▶ [WHAT THE EXERCISE ASKS]:
All entries are to be given again verbatim.

(DATA EXTRACT Opens)

use clap::Parser;
use jot::cli::commands::Cli;
use jot::tui;
use jot::tui::app::Options;

fn main() {
    let cli = Cli::parse();

    let options = Options {
        seed_notes: cli.notes,
        dark: cli.dark,
        config_path: cli.config,
    };

    if let Err(e) = tui::run(options) {
        eprintln!("error: {}", e);
        std::process::exit(1);
    }
}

(DATA EXTRACT Closes)

▶ [RESPONSE TO THIS TASK]:
use clap::Parser;
use jot::cli::commands::Cli;
use jot::tui;
use jot::tui::app::Options;

fn main() {
    let cli = Cli::parse();

    let options = Options {
        seed_notes: cli.notes,
        dark: cli.dark,
        config_path: cli.config,
    };

    if let Err(e) = tui::run(options) {
        eprintln!("error: {}", e);
        std::process::exit(1);
    }
}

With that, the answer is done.